I have to believe to survive, yes. I could not move about in the world, washing dishes and flossing and buying parsley if I thought four days of gruesome agony were the sum end of that baby’s life forever. I would collapse in a heap of paralytic depression, unable to summon even the energy to put an end to it all.


But I also believe because I am pretty darn sure most days that it’s true, this Gospel of sin and salvation and mercy and grace, of incalcuable sacrificial love, and when the unbearable thought of that baby’s suffering tempts me to wonder if in writing and praying and talking I’m merely hurling words into an abysmal meaning-void where they will never stick, I remember the cross.


I remember nails driven through tendon and bone and the spit-and-blood smeared face of God himself, humiliated, denigrated, treated like refuse, put on display for the sadistic amusement of the crowd.
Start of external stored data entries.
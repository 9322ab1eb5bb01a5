//! URL-encoded POST body decoding for `$_POST`.

use super::{percent_decode, split_pair, Decoded, ParamMap};
use crate::AppError;

/// Decode a raw POST body.
///
/// Each `key=value` segment has `+` rewritten to a space and is then
/// percent-decoded; keys are kept as sent. Segments that do not split into
/// exactly two tokens, or whose value is not valid UTF-8 once decoded, are
/// reported in [`Decoded::errors`] while the rest of the body still decodes.
#[must_use]
pub fn decode_body(raw: Option<&str>) -> Decoded<ParamMap> {
    let mut decoded = Decoded::<ParamMap>::default();
    let Some(raw) = raw.filter(|body| !body.is_empty()) else {
        return decoded;
    };

    for segment in raw.split('&') {
        let Some((key, value)) = split_pair(segment) else {
            decoded
                .errors
                .push(AppError::MalformedPostField(format!("invalid segment {segment:?}")));
            continue;
        };

        match percent_decode(&value.replace('+', " ")) {
            Ok(value) => {
                decoded.value.insert(key.to_owned(), value);
            }
            Err(msg) => decoded.errors.push(AppError::MalformedPostField(msg)),
        }
    }

    decoded
}
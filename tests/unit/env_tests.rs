//! Unit tests for `$_SERVER` access.

use cgi_shim::env::{MapEnv, ProcessEnv, ServerVars};
use serial_test::serial;

#[test]
fn absent_variable_is_none() {
    let server = ServerVars::new(MapEnv::new().with("REQUEST_METHOD", "GET"));
    assert_eq!(server.get("REQUEST_METHOD").as_deref(), Some("GET"));
    assert_eq!(server.get("HTTPS"), None);
    assert!(!server.contains("HTTPS"));
}

#[test]
fn empty_variable_is_present() {
    let server: ServerVars = ServerVars::new([("HTTPS", "")].into_iter().collect::<MapEnv>());
    assert!(server.contains("HTTPS"));
    assert_eq!(server.get("HTTPS").as_deref(), Some(""));
}

#[test]
#[serial]
fn process_env_is_read_on_every_access() {
    let server = ServerVars::new(ProcessEnv);
    std::env::remove_var("CGI_SHIM_TEST_VAR");
    assert_eq!(server.get("CGI_SHIM_TEST_VAR"), None);

    std::env::set_var("CGI_SHIM_TEST_VAR", "one");
    assert_eq!(server.get("CGI_SHIM_TEST_VAR").as_deref(), Some("one"));

    std::env::set_var("CGI_SHIM_TEST_VAR", "two");
    assert_eq!(server.get("CGI_SHIM_TEST_VAR").as_deref(), Some("two"));

    std::env::remove_var("CGI_SHIM_TEST_VAR");
}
And I think how the cross – God himself crucified – is the only story big enough to answer all this. The only story big enough to answer tragedy, to answer pointless suffering, the only story big enough to speak to this whole hideous writhing hellish stew of sin, mine and yours and hers and his, but also so intensely personal as to cause a catch in the breath and prick tears of inexpressibly grateful wonder.


So I take Paul’s goal to “know nothing but Christ and him crucified” – at least while he was with the Corinthians, but I imagine also most of the time - and I think of the cross. But I also remember how Jesus rose again, three days later, whole again, resurrected, radiant, speaking softly to Mary Magdalene in the garden. And I swallow hard and I’m suddenly sober, suddenly pulled into some greater mystery where unfathomable sorrow and unfathomable joy comingle and joy emerges the victor, exultant and overflowing, because this is not the end.


There was part of me, when I remembered the story about the baby and was moved to write about it, which hesitated. No, that’s just too dark, this internal censor said, a frown on his lips and the pencil tucked behind his ear quivering as he shook his head vigorously. Nobody wants to know about that. But another part gently pushed back: but it’s the truth. It’s what happened. Tell the truth.


Because if God’s redemption, if the light of his Son, cannot reach the darkest place where the darkest thing happened, then it can’t reach anywhere. His redemption must be that powerful or it isn’t powerful at all.


But yes, it IS that powerful. I believe, I believe, I believe. Defiantly, recalcitrantly, with gritted teeth that grind with rage against the gargantuan vacuum of sin and injustice that inhales everything in its path but also with a hand that clutches a precious mustard seed and vows to leave room for God’s vengeance and even more for His grace.


I tell the truth and I believe because it is life and death for me. And somehow, magically, by His grace, in the very act of telling the truth I lessen my burden and I reclaim praise. Rejoice. This is not the end.